In this paper, we explore how the super law provides a niche opportunity to plug an anticipated cash flow gap during an extended waiting period.
Temporary incapacity condition of release
Super law prescribes which components of a super account can be accessed upon a member’s temporary disablement. In broad terms, these components include the proceeds of an IP policy and any voluntary contributions (made via an employer) above compulsory super guarantee (SG) contributions.
In other words, if a client has historically salary sacrificed wages to their super fund, they technically have grounds to request a release of those contributions (plus associated earnings) following total and temporary disablement. The amount released must not result in the member exceeding the trust deed’s prescribed level of pre-disablement income (PDI) and nor can payments be made beyond the period of temporary disability. The ability to draw on these benefits could facilitate a longer IP waiting period.
Is it workable in practice?
While the legislation provides the scope, traditionally this has proven difficult to administer because super funds wouldn't typically receive, nor request, the information required to distinguish between an SG and salary sacrifice contribution.

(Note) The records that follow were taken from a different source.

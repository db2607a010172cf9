//! Rolling TCGplayer price history built from the daily tcgcsv archives.
//!
//! Each run downloads dated `prices-<date>.ppmd.7z` exports, extracts the
//! price records of the tracked categories, and folds them into one JSON
//! document per product under a data directory.
//!
//! # Quick start
//!
//! ```no_run
//! use tcg_price_history::{AggregationPolicy, TrackerBuilder};
//!
//! let tracker = TrackerBuilder::default()
//!     .data_dir("data")
//!     .policy(AggregationPolicy::Snapshot)
//!     .build()
//!     .unwrap();
//!
//! // Bootstraps 30 days of history on an empty data directory,
//! // otherwise fetches the 7-day and 30-day archives.
//! let report = tracker.run().unwrap();
//! println!("{}", report);
//! ```

pub mod aggregate;
pub mod archive;
pub mod config;
pub mod error;
pub mod extract;
pub mod fetch;
pub mod models;
pub mod store;
pub mod tracker;

pub use aggregate::{Aggregator, KeyOutcome};
pub use archive::{PriceArchive, SevenZipArchive};
pub use config::{AggregationPolicy, ModeSelection, PriceField};
pub use error::{Result, TrackerError};
pub use extract::Extractor;
pub use fetch::ArchiveFetcher;
pub use store::{ProductStore, StoreLayout};
pub use tracker::{ArchiveProvider, DateOutcome, HttpArchiveProvider, RunMode, RunReport, Tracker};

use std::path::{Path, PathBuf};
use std::time::Duration;

use chrono::{NaiveDate, Utc};

// ---------------------------------------------------------------------------
// TrackerBuilder
// ---------------------------------------------------------------------------

/// Builder for configuring and constructing a [`Tracker`].
///
/// Every setting has a default, so `TrackerBuilder::default().build()` gives a
/// tracker writing snapshot documents to `./data` from the public archive.
pub struct TrackerBuilder {
    data_dir: PathBuf,
    work_dir: Option<PathBuf>,
    policy: AggregationPolicy,
    mode: ModeSelection,
    history_days: u32,
    timeout: Duration,
    archive_base: Option<String>,
    as_of: Option<NaiveDate>,
    categories: Vec<String>,
}

impl Default for TrackerBuilder {
    fn default() -> Self {
        Self {
            data_dir: config::default_data_dir(),
            work_dir: None,
            policy: AggregationPolicy::default(),
            mode: ModeSelection::default(),
            history_days: config::DEFAULT_HISTORY_DAYS,
            timeout: Duration::from_secs(config::DEFAULT_TIMEOUT_SECS),
            archive_base: None,
            as_of: None,
            categories: config::TARGET_CATEGORIES
                .iter()
                .map(|c| c.id.to_string())
                .collect(),
        }
    }
}

impl TrackerBuilder {
    /// Directory holding the per-category product documents.
    ///
    /// Defaults to `data` in the working directory.
    pub fn data_dir<P: AsRef<Path>>(mut self, path: P) -> Self {
        self.data_dir = path.as_ref().to_path_buf();
        self
    }

    /// Directory for downloaded archives and extraction scratch space.
    ///
    /// Defaults to the platform cache directory (e.g.
    /// `~/.cache/tcg-price-history` on Linux).
    pub fn work_dir<P: AsRef<Path>>(mut self, path: P) -> Self {
        self.work_dir = Some(path.as_ref().to_path_buf());
        self
    }

    /// Document shape to produce. Defaults to [`AggregationPolicy::Snapshot`].
    pub fn policy(mut self, policy: AggregationPolicy) -> Self {
        self.policy = policy;
        self
    }

    /// Force a run mode instead of detecting it from the store.
    pub fn mode(mut self, mode: ModeSelection) -> Self {
        self.mode = mode;
        self
    }

    /// Number of trailing days a bootstrap run fetches. Defaults to 30.
    pub fn history_days(mut self, days: u32) -> Self {
        self.history_days = days;
        self
    }

    /// HTTP timeout per archive download. Defaults to 300 seconds.
    pub fn timeout(mut self, timeout: Duration) -> Self {
        self.timeout = timeout;
        self
    }

    /// Override the archive host base URL.
    pub fn archive_base(mut self, base: impl Into<String>) -> Self {
        self.archive_base = Some(base.into());
        self
    }

    /// Compute ages and `lastUpdated` relative to this date instead of the
    /// current UTC date.
    pub fn as_of(mut self, date: NaiveDate) -> Self {
        self.as_of = Some(date);
        self
    }

    /// Replace the tracked category ids.
    pub fn categories<I, S>(mut self, ids: I) -> Self
    where
        I: IntoIterator<Item = S>,
        S: Into<String>,
    {
        self.categories = ids.into_iter().map(Into::into).collect();
        self
    }

    /// Build a tracker that downloads from the archive host.
    pub fn build(self) -> Result<Tracker<HttpArchiveProvider>> {
        let fetcher = ArchiveFetcher::new(self.archive_base.clone(), self.timeout)?;
        self.build_with_provider(HttpArchiveProvider { fetcher })
    }

    /// Build a tracker around a custom [`ArchiveProvider`].
    pub fn build_with_provider<P: ArchiveProvider>(self, provider: P) -> Result<Tracker<P>> {
        if self.categories.is_empty() {
            return Err(TrackerError::InvalidArgument(
                "at least one category must be tracked".to_string(),
            ));
        }
        if self.history_days == 0 || self.history_days > config::MAX_HISTORY_DAYS {
            return Err(TrackerError::InvalidArgument(format!(
                "history_days must be between 1 and {}, got {}",
                config::MAX_HISTORY_DAYS,
                self.history_days
            )));
        }
        let today = self.as_of.unwrap_or_else(|| Utc::now().date_naive());

        Ok(Tracker {
            provider,
            extractor: Extractor::new(self.categories.iter().cloned()),
            aggregator: Aggregator::new(self.policy, today),
            store: ProductStore::new(self.data_dir, StoreLayout::from(self.policy)),
            category_ids: self.categories,
            work_dir: self.work_dir.unwrap_or_else(config::default_work_dir),
            history_days: self.history_days,
            mode: self.mode,
        })
    }
}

However, that administrative limitation is somewhat narrowed with the advent of SuperStream. Most employers must now pay super contributions for employees electronically (EFT or BPay) and send associated data electronically. More importantly, part of this associated data provides information detailing whether the employer contribution includes a salary sacrifice component.
In practice, this is likely to be more achievable for clients operating an SMSF, assuming that the fund’s trust deed provides the necessary latitude and that the SMSF administrator is on board. It relies on the employer specifying – say via the applicable SuperStream system − the salary sacrifice component of the contribution being remitted electronically and this must be recorded and tracked by the SMSF administrator going forward.
So theoretically, if the fund trust deed and policy/processes permit it, a member may be able to access salary sacrificed contributions during an extended waiting period upon the occurrence of temporary disability. This could in turn allow for a longer waiting period, thereby lowering the client’s IP premiums, potentially without compromising on cash flow (but noting the super PDI and duration limitation and amount of salary sacrificed contributions that can be identified and made available for withdrawal).
Consider a client that earns $100,000 per annum, or $8,333 PDI per month. A self-owned IP policy is triggered with a 90-day waiting period. If the client had previously accumulated a minimum of $25,000 in salary sacrifice contributions (say as part of an existing contribution savings plan), they may be in a position to replace their monthly pre-tax PDI of $8,333 over the 90-day period (assuming no other sources of income).
Flow on effects
For self-owned policies, a lower premium reduces the direct cost to the client. For super-owned IP cover, a lower premium means less deterioration on retirement savings – an issue highlighted by ASIC in Report 413.
For completeness, we note that the legislation effectively allows only salary sacrificed contributions to be accessed in this manner. So this rules out voluntary personal tax deductible super contributions (noting the removal of the 10 per cent test means that PAYG employees will be able to make personal tax deductible contribution to super from 1 July 2017 rather than having to rely solely on an effective salary sacrifice agreement). A potential workaround for self-employed clients could involve salary sacrifice contributions (in excess of mandatory SG contributions) from an associated private company or trust – subject to expert tax advice.
Finally, existing IP policies may require a cancel and replace if the waiting period changes. In such cases, expert advice should be obtained from the product provider to ensure that any loss of benefit(s) is understood and will be disclosed to the client.
In general, superannuation members are able to access salary sacrificed contributions upon temporary disablement. Realistically, such access may be limited to members of SMSFs. If the SMSF administrator can facilitate it, (and trust deed permitting), the ability to pay some salary continuance benefit from their super fund could enable a client to choose a longer IP waiting period on their insurance policy. That’s a win-win for the client. They could receive the benefits that a comparatively shorter waiting period provides but still lower the cost of their IP cover, without compromising on their cash flow during a temporary absence from work.
This is general information only without taking into account the personal circumstances of any individual and should not be taken as financial, tax or other advice. Professional advice should be sought where necessary.